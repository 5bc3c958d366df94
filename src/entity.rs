// Copyright 2024 Saptak Santra
//
// Licensed under the Apache License, Version 2.0 (the "License");
// you may not use this file except in compliance with the License.
// You may obtain a copy of the License at
//
//     http://www.apache.org/licenses/LICENSE-2.0
//
// Unless required by applicable law or agreed to in writing, software
// distributed under the License is distributed on an "AS IS" BASIS,
// WITHOUT WARRANTIES OR CONDITIONS OF ANY KIND, either express or implied.
// See the License for the specific language governing permissions and
// limitations under the License.

//! Entity identifiers and location metadata.
//!
//! Ids are handed out from a monotonic counter and never recycled within a
//! process, so a stale id can never alias a newer entity.

use std::fmt;

use serde::{Deserialize, Serialize};

use crate::archetype::ArchetypeId;

/// Opaque entity identifier.
#[derive(Debug, Clone, Copy, PartialEq, Eq, PartialOrd, Ord, Hash, Serialize, Deserialize)]
#[serde(transparent)]
pub struct EntityId(u64);

impl EntityId {
    /// Rebuild an id from its raw value (snapshots, network deltas)
    pub const fn from_raw(raw: u64) -> Self {
        Self(raw)
    }

    /// Raw value of this id
    pub const fn to_raw(self) -> u64 {
        self.0
    }
}

impl fmt::Display for EntityId {
    fn fmt(&self, f: &mut fmt::Formatter<'_>) -> fmt::Result {
        write!(f, "Entity({})", self.0)
    }
}

/// Entity location in archetype (archetype_id, row)
#[derive(Debug, Clone, Copy, PartialEq, Eq)]
pub struct EntityLocation {
    pub archetype_id: ArchetypeId,
    pub archetype_row: usize,
}

/// Monotonic id source.
#[derive(Debug, Default)]
pub(crate) struct EntityAllocator {
    next: u64,
}

impl EntityAllocator {
    pub(crate) fn allocate(&mut self) -> EntityId {
        let id = EntityId(self.next);
        // u64 exhaustion would take centuries at any realistic spawn rate
        self.next = self
            .next
            .checked_add(1)
            .unwrap_or_else(|| panic!("Entity ID exhaustion at {:#x}", self.next));
        id
    }

    /// Make sure a restored id is never handed out again.
    pub(crate) fn reserve(&mut self, id: EntityId) {
        if id.0 >= self.next {
            self.next = id.0.saturating_add(1);
        }
    }

    pub(crate) fn peek(&self) -> u64 {
        self.next
    }
}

______

ABOUT THIS EXERCISE »
Copy the records above exactly, leaving nothing out.

WORKED SOLUTION »
repository 5bc3c958d366df94
filename src/entity.rs
// Copyright 2024 Saptak Santra
//
// Licensed under the Apache License, Version 2.0 (the "License");
// you may not use this file except in compliance with the License.
// You may obtain a copy of the License at
//
//     http://www.apache.org/licenses/LICENSE-2.0
//
// Unless required by applicable law or agreed to in writing, software
// distributed under the License is distributed on an "AS IS" BASIS,
// WITHOUT WARRANTIES OR CONDITIONS OF ANY KIND, either express or implied.
// See the License for the specific language governing permissions and
// limitations under the License.

//! Entity identifiers and location metadata.
//!
//! Ids are handed out from a monotonic counter and never recycled within a
//! process, so a stale id can never alias a newer entity.

use std::fmt;

use serde::{Deserialize, Serialize};

use crate::archetype::ArchetypeId;

/// Opaque entity identifier.
#[derive(Debug, Clone, Copy, PartialEq, Eq, PartialOrd, Ord, Hash, Serialize, Deserialize)]
#[serde(transparent)]
pub struct EntityId(u64);

impl EntityId {
    /// Rebuild an id from its raw value (snapshots, network deltas)
    pub const fn from_raw(raw: u64) -> Self {
        Self(raw)
    }

    /// Raw value of this id
    pub const fn to_raw(self) -> u64 {
        self.0
    }
}

impl fmt::Display for EntityId {
    fn fmt(&self, f: &mut fmt::Formatter<'_>) -> fmt::Result {
        write!(f, "Entity({})", self.0)
    }
}

/// Entity location in archetype (archetype_id, row)
#[derive(Debug, Clone, Copy, PartialEq, Eq)]
pub struct EntityLocation {
    pub archetype_id: ArchetypeId,
    pub archetype_row: usize,
}

/// Monotonic id source.
#[derive(Debug, Default)]
pub(crate) struct EntityAllocator {
    next: u64,
}

impl EntityAllocator {
    pub(crate) fn allocate(&mut self) -> EntityId {
        let id = EntityId(self.next);
        // u64 exhaustion would take centuries at any realistic spawn rate
        self.next = self
            .next
            .checked_add(1)
            .unwrap_or_else(|| panic!("Entity ID exhaustion at {:#x}", self.next));
        id
    }

    /// Make sure a restored id is never handed out again.
    pub(crate) fn reserve(&mut self, id: EntityId) {
        if id.0 >= self.next {
            self.next = id.0.saturating_add(1);
        }
    }

    pub(crate) fn peek(&self) -> u64 {
        self.next
    }
}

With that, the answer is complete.